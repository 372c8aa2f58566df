//! Inference Pipeline
//!
//! Wires the signal coordinator, taxonomy matcher and term selector into the
//! single public operation `infer(image) -> InferenceOutcome`.
//!
//! # Variants
//! - **quick search**: cutoff 3, no category guess
//! - **catalog**: cutoff 5, category guess
//!
//! # Error Handling
//! - Adapter failures are folded into empty signals by the coordinator
//! - All signals empty → `InferenceOutcome::NoTermDetected`
//! - Cancellation → `InferenceOutcome::Cancelled`, no partial result
//!
//! # Example
//! ```rust,ignore
//! let pipeline = InferencePipeline::new(recognizers, Taxonomy::builtin(), PipelineConfig::catalog());
//! match pipeline.infer(Arc::new(image)).await {
//!     InferenceOutcome::Detected(result) => println!("{}", result.search_term),
//!     InferenceOutcome::NoTermDetected => println!("enter a name manually"),
//!     InferenceOutcome::Cancelled => {}
//! }
//! ```

use super::{PipelineEvent, PipelineStage};
use crate::extractors::RecognizerSet;
use crate::fusion::selector::{CATALOG_CUTOFF, QUICK_CUTOFF};
use crate::fusion::{CandidateSet, SignalCoordinator, Taxonomy, TaxonomyMatcher, TermSelector};
use crate::types::{InferenceOutcome, InferenceResult};
use crate::utils::image_decoder::DecodedImage;
use std::sync::Arc;
use std::time::Duration;
use tokio::sync::mpsc;
use tokio::sync::mpsc::error::TrySendError;
use tokio_util::sync::CancellationToken;
use tracing::{debug, info};

/// Pipeline configuration
#[derive(Debug, Clone, Copy, PartialEq, Eq)]
pub struct PipelineConfig {
    /// Number of terms kept in the search phrase
    pub cutoff: usize,
    /// Produce a category guess alongside the search term
    pub infer_category: bool,
    /// Per-adapter timeout (None = wait for every adapter indefinitely)
    pub signal_timeout: Option<Duration>,
}

impl PipelineConfig {
    /// Search-only variant
    pub fn quick_search() -> Self {
        Self {
            cutoff: QUICK_CUTOFF,
            infer_category: false,
            signal_timeout: None,
        }
    }

    /// Variant with category guess
    pub fn catalog() -> Self {
        Self {
            cutoff: CATALOG_CUTOFF,
            infer_category: true,
            signal_timeout: None,
        }
    }

    pub fn with_signal_timeout(mut self, timeout: Option<Duration>) -> Self {
        self.signal_timeout = timeout;
        self
    }
}

impl Default for PipelineConfig {
    fn default() -> Self {
        Self::quick_search()
    }
}

/// Stateless inference pipeline; construct once and share
pub struct InferencePipeline {
    coordinator: SignalCoordinator,
    matcher: TaxonomyMatcher,
    selector: TermSelector,
    config: PipelineConfig,
    event_tx: Option<mpsc::Sender<PipelineEvent>>,
}

impl InferencePipeline {
    pub fn new(recognizers: RecognizerSet, taxonomy: Arc<Taxonomy>, config: PipelineConfig) -> Self {
        Self {
            coordinator: SignalCoordinator::new(recognizers, config.signal_timeout),
            matcher: TaxonomyMatcher::new(taxonomy),
            selector: TermSelector::new(config.cutoff),
            config,
            event_tx: None,
        }
    }

    /// Create pipeline with event channel for progress reporting
    pub fn with_events(
        recognizers: RecognizerSet,
        taxonomy: Arc<Taxonomy>,
        config: PipelineConfig,
        event_tx: mpsc::Sender<PipelineEvent>,
    ) -> Self {
        let mut pipeline = Self::new(recognizers, taxonomy, config);
        pipeline.event_tx = Some(event_tx);
        pipeline
    }

    pub fn config(&self) -> &PipelineConfig {
        &self.config
    }

    /// Run one inference to completion
    pub async fn infer(&self, image: Arc<DecodedImage>) -> InferenceOutcome {
        self.infer_with_cancel(image, &CancellationToken::new()).await
    }

    /// Run one inference that the caller may abandon via `cancel`
    pub async fn infer_with_cancel(
        &self,
        image: Arc<DecodedImage>,
        cancel: &CancellationToken,
    ) -> InferenceOutcome {
        self.enter(PipelineStage::Dispatched);
        info!(
            width = image.width(),
            height = image.height(),
            cutoff = self.config.cutoff,
            category = self.config.infer_category,
            "Inference dispatched"
        );

        self.enter(PipelineStage::AwaitingAllSignals);
        let Some(reports) = self.coordinator.dispatch(image, cancel).await else {
            self.emit_event(PipelineEvent::Cancelled);
            return InferenceOutcome::Cancelled;
        };

        for report in &reports {
            self.emit_event(PipelineEvent::SignalCompleted {
                source: report.kind,
                terms: report.terms.iter().map(|t| t.text.clone()).collect(),
                status: report.status,
            });
        }

        // Joined work finished; honour a cancel that raced with the join
        if cancel.is_cancelled() {
            self.emit_event(PipelineEvent::Cancelled);
            return InferenceOutcome::Cancelled;
        }

        self.enter(PipelineStage::Merged);
        let candidates = CandidateSet::from_reports(&reports);
        debug!(
            candidates = candidates.len(),
            terms = ?candidates.texts().collect::<Vec<_>>(),
            "Signals merged"
        );

        let outcome = self.decide(&candidates);
        self.enter(PipelineStage::Terminal);
        outcome
    }

    /// Pure stages after the join: expand, select, categorize
    fn decide(&self, candidates: &CandidateSet) -> InferenceOutcome {
        self.enter(PipelineStage::TaxonomyExpanded);
        let matched = self.matcher.expand(candidates);

        self.enter(PipelineStage::Selected);
        let Some(search_term) = self.selector.select(matched.iter()) else {
            info!("No term detected");
            return InferenceOutcome::NoTermDetected;
        };

        let category_guess = self
            .config
            .infer_category
            .then(|| self.matcher.infer_category(candidates.texts()));

        info!(
            search_term = %search_term,
            category = ?category_guess,
            matched = matched.len(),
            "Search term selected"
        );

        InferenceOutcome::Detected(InferenceResult {
            search_term,
            category_guess,
        })
    }

    fn enter(&self, stage: PipelineStage) {
        debug!(stage = ?stage, "Pipeline stage");
        self.emit_event(PipelineEvent::StageEntered { stage });
    }

    /// Emit pipeline event if channel configured
    ///
    /// Never waits on the observer: a full channel drops the event.
    fn emit_event(&self, event: PipelineEvent) {
        if let Some(tx) = &self.event_tx {
            match tx.try_send(event) {
                Ok(()) | Err(TrySendError::Closed(_)) => {}
                Err(TrySendError::Full(event)) => {
                    debug!(event = ?event, "Event channel full; dropping pipeline event");
                }
            }
        }
    }
}

// ============================================================================
// Tests
// ============================================================================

| Action item |
Transcribe each line above exactly; skip none.

| Answer to this task |
repository 372c8aa2f58566df
//! Inference Pipeline
//!
//! Wires the signal coordinator, taxonomy matcher and term selector into the
//! single public operation `infer(image) -> InferenceOutcome`.
//!
//! # Variants
//! - **quick search**: cutoff 3, no category guess
//! - **catalog**: cutoff 5, category guess
//!
//! # Error Handling
//! - Adapter failures are folded into empty signals by the coordinator
//! - All signals empty → `InferenceOutcome::NoTermDetected`
//! - Cancellation → `InferenceOutcome::Cancelled`, no partial result
//!
//! # Example
//! ```rust,ignore
//! let pipeline = InferencePipeline::new(recognizers, Taxonomy::builtin(), PipelineConfig::catalog());
//! match pipeline.infer(Arc::new(image)).await {
//!     InferenceOutcome::Detected(result) => println!("{}", result.search_term),
//!     InferenceOutcome::NoTermDetected => println!("enter a name manually"),
//!     InferenceOutcome::Cancelled => {}
//! }
//! ```

use super::{PipelineEvent, PipelineStage};
use crate::extractors::RecognizerSet;
use crate::fusion::selector::{CATALOG_CUTOFF, QUICK_CUTOFF};
use crate::fusion::{CandidateSet, SignalCoordinator, Taxonomy, TaxonomyMatcher, TermSelector};
use crate::types::{InferenceOutcome, InferenceResult};
use crate::utils::image_decoder::DecodedImage;
use std::sync::Arc;
use std::time::Duration;
use tokio::sync::mpsc;
use tokio::sync::mpsc::error::TrySendError;
use tokio_util::sync::CancellationToken;
use tracing::{debug, info};

/// Pipeline configuration
#[derive(Debug, Clone, Copy, PartialEq, Eq)]
pub struct PipelineConfig {
    /// Number of terms kept in the search phrase
    pub cutoff: usize,
    /// Produce a category guess alongside the search term
    pub infer_category: bool,
    /// Per-adapter timeout (None = wait for every adapter indefinitely)
    pub signal_timeout: Option<Duration>,
}

impl PipelineConfig {
    /// Search-only variant
    pub fn quick_search() -> Self {
        Self {
            cutoff: QUICK_CUTOFF,
            infer_category: false,
            signal_timeout: None,
        }
    }

    /// Variant with category guess
    pub fn catalog() -> Self {
        Self {
            cutoff: CATALOG_CUTOFF,
            infer_category: true,
            signal_timeout: None,
        }
    }

    pub fn with_signal_timeout(mut self, timeout: Option<Duration>) -> Self {
        self.signal_timeout = timeout;
        self
    }
}

impl Default for PipelineConfig {
    fn default() -> Self {
        Self::quick_search()
    }
}

/// Stateless inference pipeline; construct once and share
pub struct InferencePipeline {
    coordinator: SignalCoordinator,
    matcher: TaxonomyMatcher,
    selector: TermSelector,
    config: PipelineConfig,
    event_tx: Option<mpsc::Sender<PipelineEvent>>,
}

impl InferencePipeline {
    pub fn new(recognizers: RecognizerSet, taxonomy: Arc<Taxonomy>, config: PipelineConfig) -> Self {
        Self {
            coordinator: SignalCoordinator::new(recognizers, config.signal_timeout),
            matcher: TaxonomyMatcher::new(taxonomy),
            selector: TermSelector::new(config.cutoff),
            config,
            event_tx: None,
        }
    }

    /// Create pipeline with event channel for progress reporting
    pub fn with_events(
        recognizers: RecognizerSet,
        taxonomy: Arc<Taxonomy>,
        config: PipelineConfig,
        event_tx: mpsc::Sender<PipelineEvent>,
    ) -> Self {
        let mut pipeline = Self::new(recognizers, taxonomy, config);
        pipeline.event_tx = Some(event_tx);
        pipeline
    }

    pub fn config(&self) -> &PipelineConfig {
        &self.config
    }

    /// Run one inference to completion
    pub async fn infer(&self, image: Arc<DecodedImage>) -> InferenceOutcome {
        self.infer_with_cancel(image, &CancellationToken::new()).await
    }

    /// Run one inference that the caller may abandon via `cancel`
    pub async fn infer_with_cancel(
        &self,
        image: Arc<DecodedImage>,
        cancel: &CancellationToken,
    ) -> InferenceOutcome {
        self.enter(PipelineStage::Dispatched);
        info!(
            width = image.width(),
            height = image.height(),
            cutoff = self.config.cutoff,
            category = self.config.infer_category,
            "Inference dispatched"
        );

        self.enter(PipelineStage::AwaitingAllSignals);
        let Some(reports) = self.coordinator.dispatch(image, cancel).await else {
            self.emit_event(PipelineEvent::Cancelled);
            return InferenceOutcome::Cancelled;
        };

        for report in &reports {
            self.emit_event(PipelineEvent::SignalCompleted {
                source: report.kind,
                terms: report.terms.iter().map(|t| t.text.clone()).collect(),
                status: report.status,
            });
        }

        // Joined work finished; honour a cancel that raced with the join
        if cancel.is_cancelled() {
            self.emit_event(PipelineEvent::Cancelled);
            return InferenceOutcome::Cancelled;
        }

        self.enter(PipelineStage::Merged);
        let candidates = CandidateSet::from_reports(&reports);
        debug!(
            candidates = candidates.len(),
            terms = ?candidates.texts().collect::<Vec<_>>(),
            "Signals merged"
        );

        let outcome = self.decide(&candidates);
        self.enter(PipelineStage::Terminal);
        outcome
    }

    /// Pure stages after the join: expand, select, categorize
    fn decide(&self, candidates: &CandidateSet) -> InferenceOutcome {
        self.enter(PipelineStage::TaxonomyExpanded);
        let matched = self.matcher.expand(candidates);

        self.enter(PipelineStage::Selected);
        let Some(search_term) = self.selector.select(matched.iter()) else {
            info!("No term detected");
            return InferenceOutcome::NoTermDetected;
        };

        let category_guess = self
            .config
            .infer_category
            .then(|| self.matcher.infer_category(candidates.texts()));

        info!(
            search_term = %search_term,
            category = ?category_guess,
            matched = matched.len(),
            "Search term selected"
        );

        InferenceOutcome::Detected(InferenceResult {
            search_term,
            category_guess,
        })
    }

    fn enter(&self, stage: PipelineStage) {
        debug!(stage = ?stage, "Pipeline stage");
        self.emit_event(PipelineEvent::StageEntered { stage });
    }

    /// Emit pipeline event if channel configured
    ///
    /// Never waits on the observer: a full channel drops the event.
    fn emit_event(&self, event: PipelineEvent) {
        if let Some(tx) = &self.event_tx {
            match tx.try_send(event) {
                Ok(()) | Err(TrySendError::Closed(_)) => {}
                Err(TrySendError::Full(event)) => {
                    debug!(event = ?event, "Event channel full; dropping pipeline event");
                }
            }
        }
    }
}

// ============================================================================
// Tests
// ============================================================================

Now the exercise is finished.